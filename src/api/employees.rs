use actix_web::{HttpResponse, Responder, web};
use serde_json::{Value, json};
use sqlx::MySqlPool;
use tracing::info;

use crate::auth::auth::AuthUser;
use crate::error::{AppError, AppResult};
use crate::model::employee::{Employee, NewEmployee};
use crate::repository::employees;

fn duplicate_number(number: &str) -> AppError {
    AppError::Conflict(format!("Employee number {number} is already registered"))
}

/// List Employees
#[utoipa::path(
    get,
    path = "/api/employees",
    responses(
        (status = 200, description = "The caller's employees", body = [Employee])
    ),
    tag = "Employee",
    security(
        ("bearer_auth" = [])
    )
)]
pub async fn list_employees(
    auth: AuthUser,
    pool: web::Data<MySqlPool>,
) -> AppResult<impl Responder> {
    let mut conn = pool.acquire().await?;
    let rows = employees::list_owned(&mut conn, auth.user_id).await?;
    Ok(HttpResponse::Ok().json(rows))
}

/// Get Employee by ID
#[utoipa::path(
    get,
    path = "/api/employees/{employee_id}",
    params(
        ("employee_id", Path, description = "Employee ID")
    ),
    responses(
        (status = 200, description = "Employee found", body = Employee),
        (status = 403, description = "Employee belongs to another user"),
        (status = 404, description = "Employee not found", body = Object, example = json!({
            "message": "Employee not found"
        }))
    ),
    tag = "Employee",
    security(
        ("bearer_auth" = [])
    )
)]
pub async fn get_employee(
    auth: AuthUser,
    pool: web::Data<MySqlPool>,
    path: web::Path<u64>,
) -> AppResult<impl Responder> {
    let mut conn = pool.acquire().await?;
    let employee = employees::get_owned(&mut conn, path.into_inner(), auth.user_id).await?;
    Ok(HttpResponse::Ok().json(employee))
}

/// Create Employee
#[utoipa::path(
    post,
    path = "/api/employees",
    request_body = NewEmployee,
    responses(
        (status = 200, description = "Employee created", body = Employee),
        (status = 409, description = "Employee number already registered", body = Object, example = json!({
            "message": "Employee number 1001 is already registered"
        }))
    ),
    tag = "Employee",
    security(
        ("bearer_auth" = [])
    )
)]
pub async fn create_employee(
    auth: AuthUser,
    pool: web::Data<MySqlPool>,
    payload: web::Json<NewEmployee>,
) -> AppResult<impl Responder> {
    let number = payload.employee_number.trim();
    if number.is_empty() || payload.name.trim().is_empty() {
        return Err(AppError::BadRequest(
            "employee_number and name are required".into(),
        ));
    }

    let mut tx = pool.begin().await?;
    if employees::number_taken(&mut tx, auth.user_id, number, None).await? {
        return Err(duplicate_number(number));
    }
    let id = employees::insert(&mut tx, auth.user_id, &payload).await?;
    let employee = employees::get_owned(&mut tx, id, auth.user_id).await?;
    tx.commit().await?;

    info!(id, employee_number = %number, user_id = auth.user_id, "Employee created");
    Ok(HttpResponse::Ok().json(employee))
}

/// Update Employee
///
/// Partial update; only the listed fields may be sent.
#[utoipa::path(
    put,
    path = "/api/employees/{employee_id}",
    params(
        ("employee_id", Path, description = "Employee ID")
    ),
    request_body(content = Object, example = json!({
        "name": "Hanako Suzuki",
        "remote_allowance": false
    })),
    responses(
        (status = 200, description = "Employee updated", body = Employee),
        (status = 400, description = "Unknown field or invalid value"),
        (status = 403, description = "Employee belongs to another user"),
        (status = 404, description = "Employee not found"),
        (status = 409, description = "Employee number already registered")
    ),
    tag = "Employee",
    security(
        ("bearer_auth" = [])
    )
)]
pub async fn update_employee(
    auth: AuthUser,
    pool: web::Data<MySqlPool>,
    path: web::Path<u64>,
    body: web::Json<Value>,
) -> AppResult<impl Responder> {
    let employee_id = path.into_inner();

    let mut tx = pool.begin().await?;
    employees::get_owned(&mut tx, employee_id, auth.user_id).await?;

    if let Some(number) = body.get("employee_number").and_then(Value::as_str) {
        let number = number.trim();
        if employees::number_taken(&mut tx, auth.user_id, number, Some(employee_id)).await? {
            return Err(duplicate_number(number));
        }
    }

    employees::update(&mut tx, employee_id, &body).await?;
    let employee = employees::get_owned(&mut tx, employee_id, auth.user_id).await?;
    tx.commit().await?;

    info!(employee_id, user_id = auth.user_id, "Employee updated");
    Ok(HttpResponse::Ok().json(employee))
}

/// Delete Employee
#[utoipa::path(
    delete,
    path = "/api/employees/{employee_id}",
    params(
        ("employee_id", Path, description = "Employee ID")
    ),
    responses(
        (status = 200, description = "Successfully deleted", body = Object, example = json!({
            "message": "Employee deleted successfully"
        })),
        (status = 403, description = "Employee belongs to another user"),
        (status = 404, description = "Employee not found")
    ),
    tag = "Employee",
    security(
        ("bearer_auth" = [])
    )
)]
pub async fn delete_employee(
    auth: AuthUser,
    pool: web::Data<MySqlPool>,
    path: web::Path<u64>,
) -> AppResult<impl Responder> {
    let employee_id = path.into_inner();

    let mut tx = pool.begin().await?;
    employees::get_owned(&mut tx, employee_id, auth.user_id).await?;
    employees::delete(&mut tx, employee_id).await?;
    tx.commit().await?;

    info!(employee_id, user_id = auth.user_id, "Employee deleted");
    Ok(HttpResponse::Ok().json(json!({
        "message": "Employee deleted successfully"
    })))
}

◆ Assignment
Collect from the data above every line that includes "created".

◆ Reply
        (status = 200, description = "Employee created", body = Employee),
    info!(id, employee_number = %number, user_id = auth.user_id, "Employee created");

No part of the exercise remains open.